Mais je suis porté à récapituler ma vie.

A tenter d’en faire une synthèse et ne garder, comme on le ferait avec des photos de vacances, que ce qui parait valable et important.

 

 C’est en marchant que mes pensées, affranchies de la pesanteur, sont les plus fécondes.

Elles courent comme ces chiens qui à l’ombre de la tutelle de leur maitre, furètent dans tous les coins.

Débusquant ici ou là de quoi alimenter la réflexion.

 

 C’est ainsi que tout à mon interrogation se fait jour en mon esprit une idée aussi inattendue qu’insoupçonnable.

Ce qui se manifeste en arrière-plan de ma récapitulation et s’imprime de manière irréfutable, c’est qu’une "conscience", c’est le mot qui me vient à l’esprit, veille et observe.

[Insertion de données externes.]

//! Translates DVI state-machine callbacks into `svg_tree::Document`
//! edits: the SVG builder / actions layer (`spec.md` §4.7).

use dvi_core::decoder::{DviVersion, PageCounters};
use dvi_core::error::Result as DviResult;
use dvi_core::font::{Font, FontId, FontManager};
use dvi_core::handler::DviHandler;
use dvi_core::units::to_big_points;
use svg_tree::{Document, NodeId};

use crate::config::{self, BboxFormat, Config};
use crate::error::Error;
use crate::special::SpecialManager;

/// The page-size-relevant slice of the pre-scan pass's results that
/// `finalize_page_size` needs to resolve `BboxFormat::{Dvi,Preview,
/// Papersize}`, threaded in from the postamble and [`dvi_core::prescan::PrescanHandler`]
/// since neither is visible from inside a single page's `Machine` run.
#[derive(Clone, Copy, Default)]
pub struct PageSizeHint {
    /// Postamble's declared maximum page extents, in raw DVI units.
    pub dvi_max_width: i64,
    pub dvi_max_height: i64,
    /// Width/height in points from the first `papersize=` special found
    /// for this page, falling back to the first one found anywhere in
    /// the file (see `driver::resolve_papersize_hint`).
    pub papersize_pt: Option<(f64, f64)>,
}

/// Parses a `papersize=<w>,<h>` special body (the form `dvips`/the
/// `preview` package emit) into `(width, height)` points. Any other
/// special body, or a body that isn't exactly two lengths, is `None`.
pub fn parse_papersize_special(body: &str) -> Option<(f64, f64)> {
    let rest = body.strip_prefix("papersize=")?;
    let mut parts = rest.split(',').map(str::trim);
    let w = parts.next()?.parse::<svgtypes::Length>().ok()?;
    let h = parts.next()?.parse::<svgtypes::Length>().ok()?;
    if parts.next().is_some() {
        return None;
    }
    Some((config::length_to_pt(w), config::length_to_pt(h)))
}

/// Axis-aligned page bounding box, in raw DVI units. `grow` is a no-op
/// once [`BBox::lock`] has been called.
#[derive(Clone, Copy, Debug)]
pub struct BBox {
    min_h: i64,
    max_h: i64,
    min_v: i64,
    max_v: i64,
    touched: bool,
    locked: bool,
}

impl Default for BBox {
    fn default() -> Self {
        BBox { min_h: 0, max_h: 0, min_v: 0, max_v: 0, touched: false, locked: false }
    }
}

impl BBox {
    pub fn grow(&mut self, h: i64, v: i64) {
        if self.locked {
            return;
        }
        if !self.touched {
            self.min_h = h;
            self.max_h = h;
            self.min_v = v;
            self.max_v = v;
            self.touched = true;
            return;
        }
        self.min_h = self.min_h.min(h);
        self.max_h = self.max_h.max(h);
        self.min_v = self.min_v.min(v);
        self.max_v = self.max_v.max(v);
    }

    pub fn lock(&mut self) {
        self.locked = true;
    }

    pub fn width(&self) -> i64 {
        self.max_h - self.min_h
    }

    pub fn height(&self) -> i64 {
        self.max_v - self.min_v
    }

    pub fn is_empty(&self) -> bool {
        !self.touched
    }
}

/// The action context specials are handed: the live document plus the
/// builder's current position and bounding box, all mutable.
pub struct ActionContext<'a> {
    pub doc: &'a mut Document,
    pub page_group: NodeId,
    pub defs: NodeId,
    pub h: i64,
    pub v: i64,
    pub bbox: BBox,
}

impl<'a> ActionContext<'a> {
    /// A minimal context for exercising a handler outside a real page
    /// (used by tests); `page_group` and `defs` both alias the root.
    pub fn new(doc: &'a mut Document) -> Self {
        let root = doc.root();
        ActionContext { doc, page_group: root, defs: root, h: 0, v: 0, bbox: BBox::default() }
    }
}

struct PendingRun {
    text_node: NodeId,
    font: FontId,
    vertical: bool,
}

/// Implements [`DviHandler`] by building a page's [`Document`]. One
/// instance is constructed per page; its `doc` is hand-off to the
/// optimizer and serializer at page end, then dropped.
pub struct Actions<'a> {
    pub doc: Document,
    page_group: NodeId,
    defs: NodeId,
    bbox: BBox,
    h: i64,
    v: i64,
    stale: bool,
    pending: Option<PendingRun>,
    scale: (u32, u32, u32),
    specials: &'a mut SpecialManager,
    config: &'a Config,
    page_size_hint: PageSizeHint,
}

impl<'a> Actions<'a> {
    pub fn new(specials: &'a mut SpecialManager, config: &'a Config) -> Self {
        Self::with_page_size_hint(specials, config, PageSizeHint::default())
    }

    pub fn with_page_size_hint(specials: &'a mut SpecialManager, config: &'a Config, page_size_hint: PageSizeHint) -> Self {
        let mut doc = Document::new("svg");
        let root = doc.root();
        doc.set_attribute(root, "xmlns", "http://www.w3.org/2000/svg");
        doc.set_attribute(root, "xmlns:xlink", "http://www.w3.org/1999/xlink");
        let defs = doc.create_element("defs");
        doc.append_child(root, defs);
        let page_group = doc.create_element("g");
        doc.append_child(root, page_group);
        Actions {
            doc,
            page_group,
            defs,
            bbox: BBox::default(),
            h: 0,
            v: 0,
            stale: false,
            pending: None,
            scale: (1, 1, 1000),
            specials,
            config,
            page_size_hint,
        }
    }

    pub fn bbox(&self) -> BBox {
        self.bbox
    }

    pub fn page_group(&self) -> NodeId {
        self.page_group
    }

    pub fn defs(&self) -> NodeId {
        self.defs
    }

    fn pt(&self, raw: i64) -> f64 {
        let (num, den, mag) = self.scale;
        to_big_points(raw, num, den, mag)
    }

    fn flush_run(&mut self) {
        self.pending = None;
    }

    /// Resolves `self.config.bbox_format` against the page's own content
    /// bbox plus the pre-scan-derived [`PageSizeHint`], returning the
    /// final `(width, height)` in points. `min` (and any format that
    /// can't be resolved) falls back to the tight content bbox.
    fn resolve_page_size(&self) -> (f64, f64) {
        let min_w = self.pt(self.bbox.width().max(0));
        let min_h = self.pt(self.bbox.height().max(0));
        match &self.config.bbox_format {
            BboxFormat::Min | BboxFormat::None => (min_w, min_h),
            BboxFormat::Dvi => {
                let dvi_w = self.pt(self.page_size_hint.dvi_max_width);
                let dvi_h = self.pt(self.page_size_hint.dvi_max_height);
                if dvi_w <= 0.0 || dvi_h <= 0.0 {
                    log::warn!("bbox-format=dvi but the postamble declares a zero-sized page, falling back to min");
                    (min_w, min_h)
                } else {
                    (dvi_w, dvi_h)
                }
            }
            BboxFormat::Preview | BboxFormat::Papersize => match self.page_size_hint.papersize_pt {
                Some((w, h)) => (w, h),
                None => {
                    log::warn!("bbox-format={{preview,papersize}} but no papersize special was found, falling back to min");
                    (min_w, min_h)
                }
            },
            BboxFormat::Named(name) => match config::named_paper_size_pt(name) {
                Some(size) => size,
                None => {
                    let err = Error::InvalidPaperSize(name.clone());
                    log::warn!("{err}, falling back to min");
                    (min_w, min_h)
                }
            },
            BboxFormat::Explicit(expr) => match config::parse_length_list(expr) {
                Some(lengths) if lengths.len() == 2 => (lengths[0], lengths[1]),
                Some(lengths) if lengths.len() == 4 => (lengths[2] - lengths[0], lengths[3] - lengths[1]),
                _ => {
                    let err = Error::InvalidPaperSize(expr.clone());
                    log::warn!("{err}, falling back to min");
                    (min_w, min_h)
                }
            },
        }
    }

    /// Sets the root `<svg>`'s `viewBox`/`width`/`height` per
    /// `self.config.bbox_format`, and — if a `transformCommands` program
    /// is configured — applies it to the page group. Called once the
    /// page is fully built (the bbox can't be known any earlier).
    pub fn finalize_page_size(&mut self) {
        if self.bbox.is_empty() {
            log::warn!("page is empty");
        }
        let root = self.doc.root();
        let (w, h) = self.resolve_page_size();
        if self.config.bbox_format != BboxFormat::None {
            self.doc.set_attribute(root, "width", format!("{w}pt"));
            self.doc.set_attribute(root, "height", format!("{h}pt"));
            self.doc.set_attribute(root, "viewBox", format!("0 0 {w} {h}"));
        }

        if let Some(expr) = &self.config.transform_commands {
            match crate::transform::TransformProgram::parse(expr) {
                Ok(program) => {
                    let (num, den, mag) = self.scale;
                    let ux = if den == 0 { 1.0 } else { to_big_points(1, num, den, mag) };
                    let mut vars = std::collections::HashMap::new();
                    vars.insert("ux", ux);
                    vars.insert("uy", ux);
                    vars.insert("w", w);
                    vars.insert("h", h);
                    match program.evaluate(&vars) {
                        Ok(t) => {
                            self.doc.set_attribute(
                                self.page_group,
                                "transform",
                                format!("matrix({} {} {} {} {} {})", t.a, t.b, t.c, t.d, t.e, t.f),
                            );
                        }
                        Err(e) => log::warn!("transform expression evaluation failed: {e}"),
                    }
                }
                Err(e) => log::warn!("invalid transform expression: {e}"),
            }
        }
    }

    /// Emits accumulated font-face `<style>` and per-font glyph
    /// definitions for every physical font with used characters, keyed
    /// by `unique_font()` so scaled copies share one definition. Called
    /// by the driver once the page's `Machine` (and its borrow of the
    /// font manager) has gone out of scope.
    pub fn finalize_fonts(&mut self, fonts: &dyn FontManager, used: &[FontId]) {
        let mut seen = std::collections::HashSet::new();
        let mut rules = Vec::new();
        for &id in used {
            let Some(font) = fonts.font(id) else { continue };
            let unique = font.unique_font();
            if !seen.insert(unique) {
                continue;
            }
            rules.push(format!(".f{} {{ font-family: \"{}\"; }}", unique.0, font.name()));

            let font_el = self.doc.create_element("font");
            self.doc.set_attribute(font_el, "id", format!("f{}", unique.0));
            self.doc.append_child(self.defs, font_el);
            let face = self.doc.create_element("font-face");
            self.doc.set_attribute(face, "font-family", font.name());
            self.doc.append_child(font_el, face);
            for &code in font.used_chars() {
                let glyph = self.doc.create_element("glyph");
                let ch = char::from_u32(code).unwrap_or('\u{FFFD}');
                self.doc.set_attribute(glyph, "unicode", ch.to_string());
                self.doc.append_child(font_el, glyph);
            }
        }
        if !rules.is_empty() {
            let style = self.doc.create_element("style");
            self.doc.append_child(self.defs, style);
            let text = self.doc.create_text(rules.join("\n"));
            self.doc.append_child(style, text);
        }
    }
}

impl<'a> DviHandler for Actions<'a> {
    fn begin_page(&mut self, _pageno: usize, _counters: PageCounters) {
        self.bbox = BBox::default();
        self.pending = None;
        self.stale = false;
        self.h = 0;
        self.v = 0;
    }

    fn end_page(&mut self) {
        self.flush_run();
    }

    fn set_char(&mut self, h: i64, v: i64, code: u32, vertical: bool, font: Option<FontId>, _advance: bool) -> DviResult<()> {
        self.h = h;
        self.v = v;
        self.bbox.grow(h, v);
        let Some(font_id) = font else {
            return Ok(());
        };

        let continues = matches!(&self.pending, Some(run) if run.font == font_id && run.vertical == vertical) && !self.stale;
        if !continues {
            let text_node = self.doc.create_element("text");
            self.doc.set_attribute(text_node, "x", format!("{}", self.pt(h)));
            self.doc.set_attribute(text_node, "y", format!("{}", self.pt(v)));
            self.doc.set_attribute(text_node, "class", format!("f{}", font_id.0));
            self.doc.append_child(self.page_group, text_node);
            self.pending = Some(PendingRun { text_node, font: font_id, vertical });
        }
        let run = self.pending.as_ref().unwrap();
        let use_node = self.doc.create_element("use");
        self.doc.set_attribute(use_node, "xlink:href", format!("#f{}-{}", font_id.0, code));
        if self.stale && continues {
            self.doc.set_attribute(use_node, "x", format!("{}", self.pt(h)));
            self.doc.set_attribute(use_node, "y", format!("{}", self.pt(v)));
        }
        self.doc.append_child(run.text_node, use_node);
        self.stale = false;
        Ok(())
    }

    fn set_rule(&mut self, h: i64, v: i64, height: i64, width: i64, _advance: bool) {
        self.bbox.grow(h, v);
        self.bbox.grow(h + width, v - height);
        let rect = self.doc.create_element("rect");
        self.doc.set_attribute(rect, "x", format!("{}", self.pt(h)));
        self.doc.set_attribute(rect, "y", format!("{}", self.pt(v - height)));
        self.doc.set_attribute(rect, "width", format!("{}", self.pt(width)));
        self.doc.set_attribute(rect, "height", format!("{}", self.pt(height)));
        self.doc.append_child(self.page_group, rect);
    }

    fn move_to(&mut self, h: i64, v: i64, _caused_by_pop: bool) {
        self.h = h;
        self.v = v;
        self.bbox.grow(h, v);
        self.stale = true;
    }

    fn set_font(&mut self, _font: Option<FontId>) {
        self.flush_run();
    }

    fn set_writing_mode(&mut self, _vertical: bool) {
        self.flush_run();
    }

    fn special(&mut self, body: &str) {
        let mut ctx = ActionContext { doc: &mut self.doc, page_group: self.page_group, defs: self.defs, h: self.h, v: self.v, bbox: self.bbox };
        if let Err(e) = self.specials.dispatch(body, &mut ctx) {
            log::warn!("special handler error: {e}");
        }
        self.h = ctx.h;
        self.v = ctx.v;
        self.bbox = ctx.bbox;
    }

    fn preamble(&mut self, _version: DviVersion, num: u32, den: u32, mag: u32, _comment: &str) {
        self.scale = (num, den, mag);
    }
}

Cela apparait sur chaque photo de mon existence alors que je ne garde aucun souvenir de l’avoir vu ni de l’avoir pris.

 

En poursuivant le fil de ma perception, je localise cette conscience "au-dessus" de moi, différente de ma conscience de veille, détachée des contingences affectives et semblant observer une neutralité bienveillante.  

Je l’imagine posséder un point de vue plus large sur la situation de ma vie et je l’assimile volontiers à cette petite voix qui parfois prévient d’un évènement ou à l'intuition qui éclaire une situation.

Cette conscience fait le lien entre toutes les expériences, lui donne du sens et de la cohérence.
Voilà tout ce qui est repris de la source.